Go through the entries below from the first line and transcribe each one exactly, ending with the line that contains "notifies subscribers whose".

(Stored items from a collection)
Start of Block
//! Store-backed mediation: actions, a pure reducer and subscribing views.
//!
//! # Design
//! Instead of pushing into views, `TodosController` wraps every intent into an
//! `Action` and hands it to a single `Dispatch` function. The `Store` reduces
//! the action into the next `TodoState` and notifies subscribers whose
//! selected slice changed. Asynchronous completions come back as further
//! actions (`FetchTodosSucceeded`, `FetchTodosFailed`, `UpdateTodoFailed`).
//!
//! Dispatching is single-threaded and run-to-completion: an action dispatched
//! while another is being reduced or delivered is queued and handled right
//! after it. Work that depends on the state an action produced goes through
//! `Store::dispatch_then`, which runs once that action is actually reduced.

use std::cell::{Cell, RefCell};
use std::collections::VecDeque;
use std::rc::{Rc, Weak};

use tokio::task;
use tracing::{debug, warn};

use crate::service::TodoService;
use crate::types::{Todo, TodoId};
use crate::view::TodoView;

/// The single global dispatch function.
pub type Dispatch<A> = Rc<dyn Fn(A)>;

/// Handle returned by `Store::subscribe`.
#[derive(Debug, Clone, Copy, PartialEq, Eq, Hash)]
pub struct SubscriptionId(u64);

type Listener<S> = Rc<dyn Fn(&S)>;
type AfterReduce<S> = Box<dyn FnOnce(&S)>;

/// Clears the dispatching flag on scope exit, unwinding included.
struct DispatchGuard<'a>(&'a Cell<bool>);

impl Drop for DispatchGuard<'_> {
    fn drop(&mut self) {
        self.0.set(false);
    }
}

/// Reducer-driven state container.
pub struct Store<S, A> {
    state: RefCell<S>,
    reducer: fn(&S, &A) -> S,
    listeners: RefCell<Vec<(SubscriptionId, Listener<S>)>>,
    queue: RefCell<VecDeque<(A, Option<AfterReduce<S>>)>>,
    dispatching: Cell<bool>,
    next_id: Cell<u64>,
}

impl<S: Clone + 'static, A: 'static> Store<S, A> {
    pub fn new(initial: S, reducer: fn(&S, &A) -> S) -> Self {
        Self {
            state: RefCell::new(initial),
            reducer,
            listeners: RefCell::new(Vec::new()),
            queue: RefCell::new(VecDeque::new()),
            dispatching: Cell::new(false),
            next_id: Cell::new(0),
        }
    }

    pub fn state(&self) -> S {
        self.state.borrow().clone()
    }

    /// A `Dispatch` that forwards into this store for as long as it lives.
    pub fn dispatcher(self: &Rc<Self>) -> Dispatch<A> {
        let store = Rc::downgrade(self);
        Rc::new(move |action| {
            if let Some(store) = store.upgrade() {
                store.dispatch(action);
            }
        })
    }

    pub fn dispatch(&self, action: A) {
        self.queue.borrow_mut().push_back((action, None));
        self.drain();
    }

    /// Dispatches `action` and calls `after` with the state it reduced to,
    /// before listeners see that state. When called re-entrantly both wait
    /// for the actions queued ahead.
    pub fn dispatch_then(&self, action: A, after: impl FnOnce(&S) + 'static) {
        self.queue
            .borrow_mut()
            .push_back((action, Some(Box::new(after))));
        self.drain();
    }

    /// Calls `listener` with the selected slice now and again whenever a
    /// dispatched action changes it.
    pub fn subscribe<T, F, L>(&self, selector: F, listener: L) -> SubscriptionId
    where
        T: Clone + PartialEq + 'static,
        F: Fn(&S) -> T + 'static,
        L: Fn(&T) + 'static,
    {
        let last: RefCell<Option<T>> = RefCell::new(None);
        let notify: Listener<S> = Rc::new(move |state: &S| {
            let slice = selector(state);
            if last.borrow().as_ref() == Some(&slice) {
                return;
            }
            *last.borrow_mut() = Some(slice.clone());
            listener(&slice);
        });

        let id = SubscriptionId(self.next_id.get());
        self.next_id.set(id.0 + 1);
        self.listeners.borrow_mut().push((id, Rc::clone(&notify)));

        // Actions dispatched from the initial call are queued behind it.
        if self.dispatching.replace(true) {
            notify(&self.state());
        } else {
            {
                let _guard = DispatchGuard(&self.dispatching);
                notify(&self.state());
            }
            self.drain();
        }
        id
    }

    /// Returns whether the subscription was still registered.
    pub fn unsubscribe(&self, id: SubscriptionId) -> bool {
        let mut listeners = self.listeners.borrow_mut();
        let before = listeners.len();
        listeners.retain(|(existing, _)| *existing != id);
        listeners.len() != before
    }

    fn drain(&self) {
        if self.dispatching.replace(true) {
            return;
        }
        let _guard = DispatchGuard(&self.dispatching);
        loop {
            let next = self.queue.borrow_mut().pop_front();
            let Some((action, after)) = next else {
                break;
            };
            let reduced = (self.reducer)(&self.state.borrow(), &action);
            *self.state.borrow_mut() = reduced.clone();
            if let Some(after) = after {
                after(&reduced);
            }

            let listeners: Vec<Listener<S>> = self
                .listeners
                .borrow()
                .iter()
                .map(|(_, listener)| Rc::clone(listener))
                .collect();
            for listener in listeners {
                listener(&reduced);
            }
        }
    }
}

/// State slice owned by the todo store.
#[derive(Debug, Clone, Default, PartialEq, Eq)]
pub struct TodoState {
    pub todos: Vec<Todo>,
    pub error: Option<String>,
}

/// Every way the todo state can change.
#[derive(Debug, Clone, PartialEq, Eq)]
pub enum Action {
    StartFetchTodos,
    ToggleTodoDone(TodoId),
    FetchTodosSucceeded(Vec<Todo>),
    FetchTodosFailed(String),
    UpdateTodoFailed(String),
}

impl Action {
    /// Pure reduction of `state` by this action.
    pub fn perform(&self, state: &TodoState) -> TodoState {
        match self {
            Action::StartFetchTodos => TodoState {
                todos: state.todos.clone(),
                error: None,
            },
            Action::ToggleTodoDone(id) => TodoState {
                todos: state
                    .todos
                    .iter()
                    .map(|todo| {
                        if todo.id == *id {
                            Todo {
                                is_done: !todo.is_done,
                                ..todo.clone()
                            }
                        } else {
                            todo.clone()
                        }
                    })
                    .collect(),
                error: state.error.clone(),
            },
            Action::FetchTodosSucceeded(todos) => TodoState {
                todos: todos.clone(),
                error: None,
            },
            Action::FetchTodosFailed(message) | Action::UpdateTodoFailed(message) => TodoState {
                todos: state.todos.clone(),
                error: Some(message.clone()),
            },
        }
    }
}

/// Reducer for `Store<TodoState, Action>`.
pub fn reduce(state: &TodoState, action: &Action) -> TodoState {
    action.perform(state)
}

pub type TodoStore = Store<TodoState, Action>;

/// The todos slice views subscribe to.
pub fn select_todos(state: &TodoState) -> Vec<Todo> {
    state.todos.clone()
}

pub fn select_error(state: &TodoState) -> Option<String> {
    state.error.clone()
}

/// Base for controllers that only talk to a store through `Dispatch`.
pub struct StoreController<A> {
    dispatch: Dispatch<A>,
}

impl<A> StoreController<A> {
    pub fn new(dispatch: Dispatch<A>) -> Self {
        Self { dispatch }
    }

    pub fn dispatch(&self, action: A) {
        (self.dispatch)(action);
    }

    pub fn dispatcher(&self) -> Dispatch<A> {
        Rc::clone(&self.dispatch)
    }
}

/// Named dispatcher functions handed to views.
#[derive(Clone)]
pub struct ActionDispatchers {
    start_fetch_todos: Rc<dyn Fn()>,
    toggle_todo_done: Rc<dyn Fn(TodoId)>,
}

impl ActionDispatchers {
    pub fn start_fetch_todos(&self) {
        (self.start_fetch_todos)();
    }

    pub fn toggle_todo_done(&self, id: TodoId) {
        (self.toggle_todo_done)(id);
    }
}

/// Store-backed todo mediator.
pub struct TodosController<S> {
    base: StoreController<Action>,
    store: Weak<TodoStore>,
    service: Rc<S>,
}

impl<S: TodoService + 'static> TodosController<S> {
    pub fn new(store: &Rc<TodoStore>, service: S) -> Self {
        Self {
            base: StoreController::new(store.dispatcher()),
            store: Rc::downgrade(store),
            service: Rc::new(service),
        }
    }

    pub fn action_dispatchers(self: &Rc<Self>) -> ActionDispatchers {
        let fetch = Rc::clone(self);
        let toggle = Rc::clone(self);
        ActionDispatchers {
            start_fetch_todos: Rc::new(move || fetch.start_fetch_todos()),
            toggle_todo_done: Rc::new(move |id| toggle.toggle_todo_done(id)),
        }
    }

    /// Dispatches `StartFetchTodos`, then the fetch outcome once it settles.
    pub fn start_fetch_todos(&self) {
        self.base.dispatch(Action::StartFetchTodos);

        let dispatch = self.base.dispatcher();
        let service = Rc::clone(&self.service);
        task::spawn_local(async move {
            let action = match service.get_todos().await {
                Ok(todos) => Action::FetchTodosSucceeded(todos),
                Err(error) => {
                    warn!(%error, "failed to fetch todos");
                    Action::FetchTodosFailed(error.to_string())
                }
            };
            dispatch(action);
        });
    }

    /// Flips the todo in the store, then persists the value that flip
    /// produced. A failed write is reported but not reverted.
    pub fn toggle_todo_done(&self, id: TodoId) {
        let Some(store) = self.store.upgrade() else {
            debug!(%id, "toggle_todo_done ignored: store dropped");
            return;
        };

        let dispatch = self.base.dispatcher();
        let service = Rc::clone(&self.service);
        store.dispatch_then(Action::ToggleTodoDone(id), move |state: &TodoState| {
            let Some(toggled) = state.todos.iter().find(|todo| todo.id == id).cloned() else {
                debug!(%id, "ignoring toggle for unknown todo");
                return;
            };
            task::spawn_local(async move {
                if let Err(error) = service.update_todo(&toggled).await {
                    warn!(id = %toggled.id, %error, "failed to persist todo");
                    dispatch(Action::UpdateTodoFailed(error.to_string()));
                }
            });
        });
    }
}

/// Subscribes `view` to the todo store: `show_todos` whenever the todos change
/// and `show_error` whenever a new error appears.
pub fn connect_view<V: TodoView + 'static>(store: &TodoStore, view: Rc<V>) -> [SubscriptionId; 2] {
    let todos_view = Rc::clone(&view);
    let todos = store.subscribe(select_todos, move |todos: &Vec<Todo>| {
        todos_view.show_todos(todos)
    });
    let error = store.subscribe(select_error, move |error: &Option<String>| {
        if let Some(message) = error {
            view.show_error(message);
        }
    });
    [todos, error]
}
End of Block
▶ [RESULT OF THE TASK]
//! Store-backed mediation: actions, a pure reducer and subscribing views.
//!
//! # Design
//! Instead of pushing into views, `TodosController` wraps every intent into an
//! `Action` and hands it to a single `Dispatch` function. The `Store` reduces
//! the action into the next `TodoState` and notifies subscribers whose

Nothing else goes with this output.